It's like I'm there, but I'm not...and no lap top, either. That's the spookiest part of all.

Since Friday, I’ve been away on a mini-vacation. Sort of a pre-birthday “vaganza” (it’s nowhere near what most people would call an “extravaganza”)—just some time with my family and my “main-squeeze” in Connecticut. I’ll get to see the ravages of the freak snowstorm we never got here in the mountains and attend a Dana Carvey live stand-up comedy show, all complements of my generous younger sister and her husband.

Oh, this is going to be fun.

Through the magic of pre-scheduling posts, I’ve been able to keep you entertained. But, alas (“alas,” is such an elegant and graceful word so rarely used in prose and dorky blog posts), I’m unable to pre-comment on all of your posts or pre-reply to your comments on my posts (such an awkward and graceless sentence, making this an even dorkier post).

My point is: I’m NOT ignoring you. I’ve just taken a bit of time to behave like I did before I entered the world ofย obsessive successful blogging.

Yeah, well, Kramer may be out (for reasons all his own and that have nothing to do with anything on this post), but I'm here to tell you I'm still here. (Can you tell I need a vacation?)

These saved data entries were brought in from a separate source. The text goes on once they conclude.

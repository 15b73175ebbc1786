//! Decorative backdrop layers drawn beneath the particle fields: a faint
//! grid, three slowly pulsing glow orbs and a handful of sweeping beams.
//!
//! Time is advanced by a fixed step per frame rather than read from a wall
//! clock, so a given frame always draws the same pixels.

use crate::animation::Animate;
use crate::field::Rgba;
use crate::surface::{DrawContext, Point, Size, Surface};
use crate::viewport::{ResizeSubscription, Viewport};
use log::*;
use serde::{Deserialize, Serialize};
use std::f64::consts::TAU;

const GRID_SPACING: u32 = 16;
const GRID_COLOR: Rgba = Rgba {
    r: 134,
    g: 239,
    b: 172,
    a: 0.06,
};

struct Orb {
    /// Center as a fraction of the surface size.
    center: (f64, f64),
    /// Radius as a fraction of the smaller surface dimension.
    radius: f64,
    color: Rgba,
    period: f64,
}

const ORBS: [Orb; 3] = [
    Orb {
        center: (0.15, 0.30),
        radius: 0.45,
        color: Rgba {
            r: 134,
            g: 239,
            b: 172,
            a: 0.10,
        },
        period: 8.0,
    },
    Orb {
        center: (0.85, 0.70),
        radius: 0.34,
        color: Rgba {
            r: 16,
            g: 185,
            b: 129,
            a: 0.10,
        },
        period: 10.0,
    },
    Orb {
        center: (0.40, 0.62),
        radius: 0.30,
        color: Rgba {
            r: 59,
            g: 130,
            b: 246,
            a: 0.05,
        },
        period: 12.0,
    },
];

#[derive(Clone, Copy, PartialEq)]
enum Axis {
    Horizontal,
    Vertical,
}

struct Beam {
    axis: Axis,
    /// Offset across the beam's axis as a fraction of the surface size.
    offset: f64,
    color: Rgba,
    period: f64,
    delay: f64,
}

const BEAMS: [Beam; 5] = [
    Beam {
        axis: Axis::Horizontal,
        offset: 0.5,
        color: Rgba {
            r: 134,
            g: 239,
            b: 172,
            a: 0.20,
        },
        period: 6.0,
        delay: 0.0,
    },
    Beam {
        axis: Axis::Horizontal,
        offset: 1.0 / 3.0,
        color: Rgba {
            r: 52,
            g: 211,
            b: 153,
            a: 0.20,
        },
        period: 6.0,
        delay: 0.15,
    },
    Beam {
        axis: Axis::Horizontal,
        offset: 2.0 / 3.0,
        color: Rgba {
            r: 96,
            g: 165,
            b: 250,
            a: 0.20,
        },
        period: 6.0,
        delay: 0.3,
    },
    Beam {
        axis: Axis::Vertical,
        offset: 0.25,
        color: Rgba {
            r: 134,
            g: 239,
            b: 172,
            a: 0.10,
        },
        period: 8.0,
        delay: 0.0,
    },
    Beam {
        axis: Axis::Vertical,
        offset: 2.0 / 3.0,
        color: Rgba {
            r: 52,
            g: 211,
            b: 153,
            a: 0.10,
        },
        period: 8.0,
        delay: 0.2,
    },
];

/// Which decorative layers to draw.
///
#[derive(Clone, Copy, Debug, PartialEq, Eq, Serialize, Deserialize)]
pub struct DecorOptions {
    #[serde(default = "enabled")]
    pub grid: bool,
    #[serde(default = "enabled")]
    pub orbs: bool,
    #[serde(default = "enabled")]
    pub beams: bool,
}

fn enabled() -> bool {
    true
}

impl DecorOptions {
    pub fn none() -> Self {
        DecorOptions {
            grid: false,
            orbs: false,
            beams: false,
        }
    }

    pub fn any(&self) -> bool {
        self.grid || self.orbs || self.beams
    }
}

impl Default for DecorOptions {
    fn default() -> Self {
        DecorOptions {
            grid: true,
            orbs: true,
            beams: true,
        }
    }
}

/// Opacity multiplier of a pulse with the given period: 1.0 at the start
/// of each cycle, 0.5 halfway through.
///
pub fn pulse(elapsed: f64, period: f64) -> f64 {
    0.75 + 0.25 * (TAU * elapsed / period).cos()
}

/// Position of a beam's center along a track of `length` pixels. The beam
/// enters fully off one end and leaves fully off the other once per period.
///
pub fn beam_center(length: f64, elapsed: f64, period: f64, delay: f64) -> f64 {
    let phase = ((elapsed - delay) / period).rem_euclid(1.0);
    let half = length / 4.0;
    -half + phase * (length + 2.0 * half)
}

pub fn draw_grid(ctx: &mut dyn DrawContext) {
    let size = ctx.size();
    for y in 0..size.height {
        for x in 0..size.width {
            if x % GRID_SPACING == 0 || y % GRID_SPACING == 0 {
                ctx.blend(x as i64, y as i64, GRID_COLOR);
            }
        }
    }
}

pub fn draw_orbs(ctx: &mut dyn DrawContext, elapsed: f64) {
    let size = ctx.size();
    let span = size.width.min(size.height) as f64;
    for orb in &ORBS {
        let center = Point::new(
            orb.center.0 * size.width as f64,
            orb.center.1 * size.height as f64,
        );
        let radius = orb.radius * span;
        if radius <= 0.0 {
            continue;
        }
        let color = orb.color.fade(pulse(elapsed, orb.period) as f32);
        let x0 = (center.x - radius).floor().max(0.0) as i64;
        let x1 = (center.x + radius).ceil() as i64;
        let y0 = (center.y - radius).floor().max(0.0) as i64;
        let y1 = (center.y + radius).ceil() as i64;
        for y in y0..=y1 {
            for x in x0..=x1 {
                let dx = x as f64 + 0.5 - center.x;
                let dy = y as f64 + 0.5 - center.y;
                let falloff = 1.0 - (dx * dx + dy * dy).sqrt() / radius;
                if falloff > 0.0 {
                    ctx.blend(x, y, color.fade((falloff * falloff) as f32));
                }
            }
        }
    }
}

pub fn draw_beams(ctx: &mut dyn DrawContext, elapsed: f64) {
    let size = ctx.size();
    for beam in &BEAMS {
        let (length, across) = match beam.axis {
            Axis::Horizontal => (size.width as f64, size.height as f64),
            Axis::Vertical => (size.height as f64, size.width as f64),
        };
        let half = length / 4.0;
        if half <= 0.0 {
            continue;
        }
        let line = (beam.offset * across).floor() as i64;
        let center = beam_center(length, elapsed, beam.period, beam.delay);
        let start = (center - half).floor().max(0.0) as i64;
        let end = (center + half).ceil().min(length) as i64;
        for along in start..end {
            let distance = (along as f64 + 0.5 - center).abs() / half;
            if distance >= 1.0 {
                continue;
            }
            let color = beam.color.fade((1.0 - distance) as f32);
            match beam.axis {
                Axis::Horizontal => ctx.blend(along, line, color),
                Axis::Vertical => ctx.blend(line, along, color),
            }
        }
    }
}

/// Renders the enabled decorative layers to its own surface each frame.
///
pub struct DecorRenderer<S: Surface> {
    options: DecorOptions,
    surface: S,
    subscription: Option<ResizeSubscription>,
    elapsed: f64,
    frame_step: f64,
}

impl<S: Surface> DecorRenderer<S> {
    /// Return a new unmounted decor renderer advancing `1 / fps` seconds per
    /// frame.
    ///
    pub fn new(options: DecorOptions, surface: S, fps: u32) -> Self {
        DecorRenderer {
            options,
            surface,
            subscription: None,
            elapsed: 0.0,
            frame_step: 1.0 / fps.max(1) as f64,
        }
    }

    pub fn mount(&mut self, viewport: &Viewport) {
        if self.subscription.is_some() {
            return;
        }
        debug!("Mounting decor renderer on {}...", self.surface.id());
        self.subscription = Some(viewport.subscribe());
        self.surface.resize(viewport.size());
    }

    pub fn unmount(&mut self) {
        if self.subscription.take().is_some() {
            debug!("Unmounting decor renderer on {}", self.surface.id());
            self.surface.resize(Size::default());
        }
    }

    pub fn is_mounted(&self) -> bool {
        self.subscription.is_some()
    }

    pub fn options(&self) -> DecorOptions {
        self.options
    }

    pub fn surface(&self) -> &S {
        &self.surface
    }

    pub fn elapsed(&self) -> f64 {
        self.elapsed
    }
}

impl<S: Surface> Animate for DecorRenderer<S> {
    fn is_active(&self) -> bool {
        self.is_mounted()
    }

    fn animate_frame(&mut self) -> bool {
        let pending = match &self.subscription {
            Some(subscription) => subscription.take_latest(),
            None => return false,
        };
        if let Some(size) = pending {
            self.surface.resize(size);
        }
        let Some(ctx) = self.surface.context() else {
            return false;
        };
        ctx.clear();
        if self.options.grid {
            draw_grid(ctx);
        }
        if self.options.orbs {
            draw_orbs(ctx, self.elapsed);
        }
        if self.options.beams {
            draw_beams(ctx, self.elapsed);
        }
        self.elapsed += self.frame_step;
        true
    }
}

impl<S: Surface> Drop for DecorRenderer<S> {
    fn drop(&mut self) {
        self.unmount();
    }
}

When I return from my weekend jaunt, I will :

  1. Pay lots of attention to Scrappy. (He’ll need extra walks because the wonderful woman who stays with him can’t resist giving him snacks all day.)
  2. Do laundry. (But Phil will help. I love that man!)
  3. Finish some data analysis I’m doing for the local university Provost. (I won’t bore you with the details but the charts are colorful.)
  4. Catch up on all my blog reading and commenting. (This will take a few months weeks days, so your patience is kindly appreciated.)
  5. Celebrate turning 54 on Monday. (Not sure how yet because I live in the moment and that moment isn’t here yet. But I’ll let you know…)
  6. Oh, yeah, and get back to blogging when I can formulate better sentences!